Where a line of the records holds the string "handles", copy that line.

RECORD EXCERPTS.
^^^^^^^^^^^^^^^^

//! Host lifecycle hooks
//!
//! The host drives the ledger through [`LifecycleHooks`]:
//!
//! - `on_server_starting` builds the service on first start and installs it
//!   in the registry; later starts only rebind it
//! - `on_world_load` rebinds the service when the primary server-side world
//!   loads

use crate::{
    error::Result,
    metrics::Metrics,
    registry::LedgerRegistry,
    service::LedgerService,
    world::{ActiveWorld, World},
};
use parking_lot::Mutex;
use std::sync::{Arc, OnceLock};

/// Lifecycle events the host reports to the ledger
pub trait LifecycleHooks {
    /// Server is starting; `host` knows the active world
    fn on_server_starting(&self, host: &dyn ActiveWorld) -> Result<()>;

    /// A world finished loading
    fn on_world_load(&self, world: Arc<dyn World>);
}

/// Wires the ledger service into a registry as host events arrive
#[derive(Debug)]
pub struct LedgerLifecycle<'r> {
    registry: &'r LedgerRegistry,
    service: OnceLock<Arc<LedgerService>>,
    metrics: Option<Arc<Metrics>>,
    // Held across check-then-install so concurrent startups build one service
    startup: Mutex<()>,
}

impl<'r> LedgerLifecycle<'r> {
    /// Lifecycle that installs into `registry`
    pub fn new(registry: &'r LedgerRegistry) -> Self {
        Self {
            registry,
            service: OnceLock::new(),
            metrics: None,
            startup: Mutex::new(()),
        }
    }

    /// Attach metrics to the service built at startup
    pub fn with_metrics(mut self, metrics: Arc<Metrics>) -> Self {
        self.metrics = Some(metrics);
        self
    }

    /// Service built at first startup
    pub fn service(&self) -> Option<&Arc<LedgerService>> {
        self.service.get()
    }

    fn build_service(&self, world: Option<Arc<dyn World>>) -> LedgerService {
        let service = match world {
            Some(world) => LedgerService::new(world),
            None => {
                tracing::warn!("No active world at startup; ledger starts unbound");
                LedgerService::unbound()
            }
        };
        match &self.metrics {
            Some(metrics) => service.with_metrics(metrics.clone()),
            None => service,
        }
    }
}

impl LifecycleHooks for LedgerLifecycle<'_> {
    fn on_server_starting(&self, host: &dyn ActiveWorld) -> Result<()> {
        let active = host.active_world();
        let _startup = self.startup.lock();

        if let Some(service) = self.service.get() {
            match active {
                Some(world) => service.set_world(world),
                None => {
                    tracing::warn!("No active world on restart; ledger unbound");
                    service.unbind();
                }
            }
            return Ok(());
        }

        let service = Arc::new(self.build_service(active));
        self.registry.set_instance(service.clone())?;
        if self.service.set(service).is_err() {
            // Unreachable while `startup` is held; the registry already has it
            tracing::error!("Ledger service installed twice");
        }
        Ok(())
    }

    fn on_world_load(&self, world: Arc<dyn World>) {
        if world.is_remote() || !world.is_primary() {
            tracing::debug!(world = %world.id(), "Ignoring non-primary world load");
            return;
        }

        match self.service.get() {
            Some(service) => service.set_world(world),
            None => tracing::warn!(
                world = %world.id(),
                "World loaded before server start; ledger not yet built"
            ),
        }
    }
}

#[cfg(test)]
mod tests {
    use super::*;
    use crate::{
        error::Error,
        service::LedgerApi,
        types::{PlayerId, WorldId},
        world::MemoryWorld,
    };

    #[derive(Default)]
    struct TestHost {
        active: Mutex<Option<Arc<dyn World>>>,
    }

    impl TestHost {
        fn load(&self, world: Arc<dyn World>) {
            *self.active.lock() = Some(world);
        }
    }

    impl ActiveWorld for TestHost {
        fn active_world(&self) -> Option<Arc<dyn World>> {
            self.active.lock().clone()
        }
    }

    #[test]
    fn test_startup_installs_service() {
        let registry = LedgerRegistry::new();
        let lifecycle = LedgerLifecycle::new(&registry);
        let host = TestHost::default();
        let world: Arc<dyn World> = Arc::new(MemoryWorld::new("world"));
        host.load(world.clone());

        assert!(!registry.is_initialized());
        lifecycle.on_server_starting(&host).unwrap();
        assert!(registry.is_initialized());

        let player = PlayerId::random();
        assert!(registry.add_balance(player, 10.0).unwrap());
        assert_eq!(world.balances().balance(&player), 10.0);
    }

    #[test]
    fn test_restart_rebinds_instead_of_reinstalling() {
        let registry = LedgerRegistry::new();
        let lifecycle = LedgerLifecycle::new(&registry);
        let host = TestHost::default();
        host.load(Arc::new(MemoryWorld::new("world")));
        lifecycle.on_server_starting(&host).unwrap();
        let first = lifecycle.service().unwrap().clone();

        host.load(Arc::new(MemoryWorld::new("world_b")));
        lifecycle.on_server_starting(&host).unwrap();

        assert!(Arc::ptr_eq(&first, lifecycle.service().unwrap()));
        assert_eq!(first.world_id(), Some(WorldId::new("world_b")));
    }

    #[test]
    fn test_restart_without_world_unbinds() {
        let registry = LedgerRegistry::new();
        let lifecycle = LedgerLifecycle::new(&registry);
        let host = TestHost::default();
        host.load(Arc::new(MemoryWorld::new("world")));
        lifecycle.on_server_starting(&host).unwrap();

        let player = PlayerId::random();
        assert!(registry.add_balance(player, 7.0).unwrap());

        *host.active.lock() = None;
        lifecycle.on_server_starting(&host).unwrap();

        assert!(lifecycle.service().unwrap().world_id().is_none());
        assert_eq!(registry.balance(&player).unwrap(), 0.0);
        assert!(!registry.add_balance(player, 1.0).unwrap());
    }

    #[test]
    fn test_concurrent_startup_installs_once() {
        let registry = LedgerRegistry::new();
        let lifecycle = LedgerLifecycle::new(&registry);
        let host = TestHost::default();
        host.load(Arc::new(MemoryWorld::new("world")));

        let results: Vec<Result<()>> = std::thread::scope(|s| {
            let handles: Vec<_> = (0..8)
                .map(|_| s.spawn(|| lifecycle.on_server_starting(&host)))
                .collect();
            handles.into_iter().map(|h| h.join().unwrap()).collect()
        });

        assert!(results.iter().all(|r| r.is_ok()));
        let service = lifecycle.service().unwrap();
        let player = PlayerId::random();
        assert!(service.add_balance(player, 3.0));
        assert_eq!(registry.balance(&player).unwrap(), 3.0);
    }

    #[test]
    fn test_world_load_rebinds_primary_only() {
        let registry = LedgerRegistry::new();
        let lifecycle = LedgerLifecycle::new(&registry);
        let host = TestHost::default();
        host.load(Arc::new(MemoryWorld::new("world")));
        lifecycle.on_server_starting(&host).unwrap();
        let service = lifecycle.service().unwrap().clone();

        lifecycle.on_world_load(Arc::new(MemoryWorld::new("world_nether").secondary()));
        lifecycle.on_world_load(Arc::new(MemoryWorld::new("client").remote()));
        assert_eq!(service.world_id(), Some(WorldId::new("world")));

        lifecycle.on_world_load(Arc::new(MemoryWorld::new("world2")));
        assert_eq!(service.world_id(), Some(WorldId::new("world2")));
    }

    #[test]
    fn test_world_load_before_startup_is_ignored() {
        let registry = LedgerRegistry::new();
        let lifecycle = LedgerLifecycle::new(&registry);

        lifecycle.on_world_load(Arc::new(MemoryWorld::new("world")));
        assert!(lifecycle.service().is_none());
        assert!(!registry.is_initialized());
    }

    #[test]
    fn test_startup_without_world_is_unbound() {
        let registry = LedgerRegistry::new();
        let lifecycle = LedgerLifecycle::new(&registry);
        lifecycle.on_server_starting(&TestHost::default()).unwrap();

        let player = PlayerId::random();
        assert!(!registry.add_balance(player, 5.0).unwrap());
        assert_eq!(registry.balance(&player).unwrap(), 0.0);

        lifecycle.on_world_load(Arc::new(MemoryWorld::new("world")));
        assert!(registry.add_balance(player, 5.0).unwrap());
    }

    #[test]
    fn test_foreign_instance_blocks_startup() {
        let registry = LedgerRegistry::new();
        registry
            .set_instance(Arc::new(LedgerService::unbound()))
            .unwrap();

        let lifecycle = LedgerLifecycle::new(&registry);
        let err = lifecycle.on_server_starting(&TestHost::default()).unwrap_err();
        assert!(matches!(err, Error::AlreadyInitialized));
        assert!(lifecycle.service().is_none());
    }

    #[test]
    fn test_service_answers_through_trait() {
        let registry = LedgerRegistry::new();
        let lifecycle = LedgerLifecycle::new(&registry);
        let host = TestHost::default();
        host.load(Arc::new(MemoryWorld::new("world")));
        lifecycle.on_server_starting(&host).unwrap();

        let service = lifecycle.service().unwrap();
        let player = PlayerId::random();
        service.add_balance(player, 2.5);
        assert_eq!(registry.balance(&player).unwrap(), 2.5);
    }
}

^^^^^^^^^^^^^^^^

RESPONSE TO THE TASK.
            let handles: Vec<_> = (0..8)
            handles.into_iter().map(|h| h.join().unwrap()).collect()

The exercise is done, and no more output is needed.